A hyperscaler bill looks reasonable on day one. By the time a workload is steady, it is often the largest line in the infrastructure budget — and a surprising share of it is leaving the country entirely. Here is where the money actually goes, and how to check your own numbers.
The costs you do not see at signup
The sticker price is the compute. The real bill is the compute plus several quieter taxes that do not appear on the pricing page:
- Foreign-exchange exposure: billing in dollars means your local-currency cost moves every month with the exchange rate, regardless of your usage.
- Egress fees: you are charged to move your own data out. The more data you have, the more it costs to leave — which is the point.
- Inter-zone and inter-region transfer: traffic between availability zones and regions is often metered too, and adds up in distributed architectures.
- Support latency: a team eight time zones away turns a one-hour problem into a one-day problem. That delay has a cost even if it is not on an invoice.
A worked example
Consider a steady production workload — a database and application tier that runs 24×7. The illustrative shape of the comparison usually looks like this:
| Cost component | Always-on cloud instance | Dedicated bare metal |
|---|---|---|
| Compute | Per-hour, billed in USD | Fixed monthly, quoted locally |
| Data transfer out | Metered per GB | Bundled bandwidth |
| FX risk | Carried by you, every month | Removed if billed in-region |
| Scaling cost | Linear with usage | Add servers as needed, month-to-month |
| Typical result at steady scale | Highest total | Usually lower once egress + FX are included |
Technical detail
Egress is deliberately priced to discourage leaving, so the more you grow the harder it is to move — a form of lock-in that does not show up until you try to migrate.
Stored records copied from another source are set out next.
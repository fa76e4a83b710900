//! Search session event loop
//!
//! Runs a [`SearchController`] on a single task. Commands arrive over a
//! channel, issued tickets run concurrently, and their outcomes come back to
//! the same task, so the controller is only ever touched from one place.
//! State is published as [`SearchSnapshot`]s over a watch channel, and each
//! transition as a [`SearchEvent`] over a broadcast channel (the watch
//! channel would coalesce the clear-then-set of a repeated error).

use std::sync::Arc;
use tokio::sync::{broadcast, mpsc, watch};
use tokio::task::{JoinHandle, JoinSet};
use tracing::{debug, info, warn};

use crate::controller::{CycleOutcome, SearchController, SearchEvent, SearchSnapshot, SearchTicket};
use crate::error::{Result, SearchError};
use crate::models::{Combinator, DateFilter, SortOrder};
use crate::sanitize::Sanitizer;

const COMMAND_BUFFER: usize = 64;
const EVENT_BUFFER: usize = 256;

/// Requests a view can make
#[derive(Debug, Clone, PartialEq)]
pub enum SearchCommand {
    /// Raw user text; sanitized before it reaches the controller
    SetFreeText(String),
    SetCombinator(Combinator),
    SetDateFilter(Option<DateFilter>),
    SetSortOrder(SortOrder),
    SetPage(i64),
    SetPageSize(i64),
    NextPage,
    PreviousPage,
    Refresh,
    DismissError,
    Shutdown,
}

/// Client side of a running session
pub struct SessionHandle {
    commands: mpsc::Sender<SearchCommand>,
    snapshots: watch::Receiver<SearchSnapshot>,
    events: broadcast::Sender<SearchEvent>,
    task: JoinHandle<()>,
}

impl SessionHandle {
    pub async fn send(&self, command: SearchCommand) -> Result<()> {
        self.commands
            .send(command)
            .await
            .map_err(|_| SearchError::SessionClosed)
    }

    /// Latest published state
    pub fn snapshot(&self) -> SearchSnapshot {
        self.snapshots.borrow().clone()
    }

    pub fn snapshots(&self) -> watch::Receiver<SearchSnapshot> {
        self.snapshots.clone()
    }

    /// Receive every state transition from now on
    pub fn subscribe(&self) -> broadcast::Receiver<SearchEvent> {
        self.events.subscribe()
    }

    /// Stop the session, aborting any outstanding request
    pub async fn shutdown(self) -> Result<()> {
        // The loop may already be gone; joining below is what matters
        let _ = self.commands.send(SearchCommand::Shutdown).await;
        self.task
            .await
            .map_err(|e| SearchError::Io(std::io::Error::other(e)))
    }
}

/// Owns the controller inside the session task
pub struct SearchSession {
    controller: SearchController,
    sanitizer: Arc<dyn Sanitizer>,
    in_flight: JoinSet<CycleOutcome>,
}

impl SearchSession {
    /// Spawn the session loop on the current runtime
    pub fn spawn(controller: SearchController, sanitizer: Arc<dyn Sanitizer>) -> SessionHandle {
        let (command_tx, command_rx) = mpsc::channel(COMMAND_BUFFER);
        let (snapshot_tx, snapshot_rx) = watch::channel(controller.snapshot());
        let (event_tx, _) = broadcast::channel(EVENT_BUFFER);

        let session = Self {
            controller,
            sanitizer,
            in_flight: JoinSet::new(),
        };
        let task = tokio::spawn(session.run(command_rx, snapshot_tx, event_tx.clone()));

        SessionHandle {
            commands: command_tx,
            snapshots: snapshot_rx,
            events: event_tx,
            task,
        }
    }

    async fn run(
        mut self,
        mut commands: mpsc::Receiver<SearchCommand>,
        snapshots: watch::Sender<SearchSnapshot>,
        events: broadcast::Sender<SearchEvent>,
    ) {
        info!("Search session started");

        loop {
            tokio::select! {
                command = commands.recv() => match command {
                    None | Some(SearchCommand::Shutdown) => break,
                    Some(command) => {
                        if let Some(ticket) = self.apply(command) {
                            self.launch(ticket);
                        }
                    }
                },
                Some(joined) = self.in_flight.join_next() => match joined {
                    Ok(outcome) => {
                        self.controller.settle(outcome);
                    }
                    Err(e) => warn!("Search task failed: {}", e),
                },
            }

            for event in self.controller.take_events() {
                // No subscribers is fine
                let _ = events.send(event);
            }
            snapshots.send_replace(self.controller.snapshot());
        }

        self.in_flight.abort_all();
        info!("Search session stopped");
    }

    fn apply(&mut self, command: SearchCommand) -> Option<SearchTicket> {
        debug!("Session command: {:?}", command);
        let controller = &mut self.controller;

        match command {
            SearchCommand::SetFreeText(raw) => {
                let text = self.sanitizer.sanitize(&raw);
                controller.set_free_text(text)
            }
            SearchCommand::SetCombinator(combinator) => controller.set_combinator(combinator),
            SearchCommand::SetDateFilter(filter) => controller.set_date_filter(filter),
            SearchCommand::SetSortOrder(order) => controller.set_sort_order(order),
            SearchCommand::SetPage(page) => controller.set_page(page),
            SearchCommand::SetPageSize(size) => controller.set_page_size(size),
            SearchCommand::NextPage => controller.next_page(),
            SearchCommand::PreviousPage => controller.previous_page(),
            SearchCommand::Refresh => Some(controller.refresh()),
            SearchCommand::DismissError => {
                controller.dismiss_error();
                None
            }
            SearchCommand::Shutdown => None,
        }
    }

    fn launch(&mut self, ticket: SearchTicket) {
        debug!(cycle = ticket.cycle(), "Launching search");
        self.in_flight.spawn(ticket.execute());
    }
}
Bundled, flat-rate bandwidth on local infrastructure removes that lever. For steady workloads, a dedicated server at a fixed monthly price is usually cheaper than the equivalent always-on cloud instance once egress and FX are added to the comparison. The crossover point is lower than most teams expect.
How to audit your own bill
Before you change anything, get the real number. Pull your last three months of cloud invoices and split them into three buckets: compute and storage; data transfer (egress, inter-zone, inter-region); and everything else. Then identify which workloads are genuinely variable and which run flat all month. The flat, transfer-heavy workloads are where local infrastructure almost always wins; the variable ones may be worth keeping in the cloud.
What local infrastructure changes
Predictable monthly pricing, bandwidth bundled rather than metered, no penalty for moving your own data, and a team you can reach in your own working hours. The bill stops being a moving target, and more of it stays in the region.
Key takeaway
For early, bursty workloads, the cloud premium can be worth it. For steady ones, do the full sum — compute plus egress plus FX — and the local number often wins by a margin that surprises people. The honest way to settle it is to price your actual workload both ways.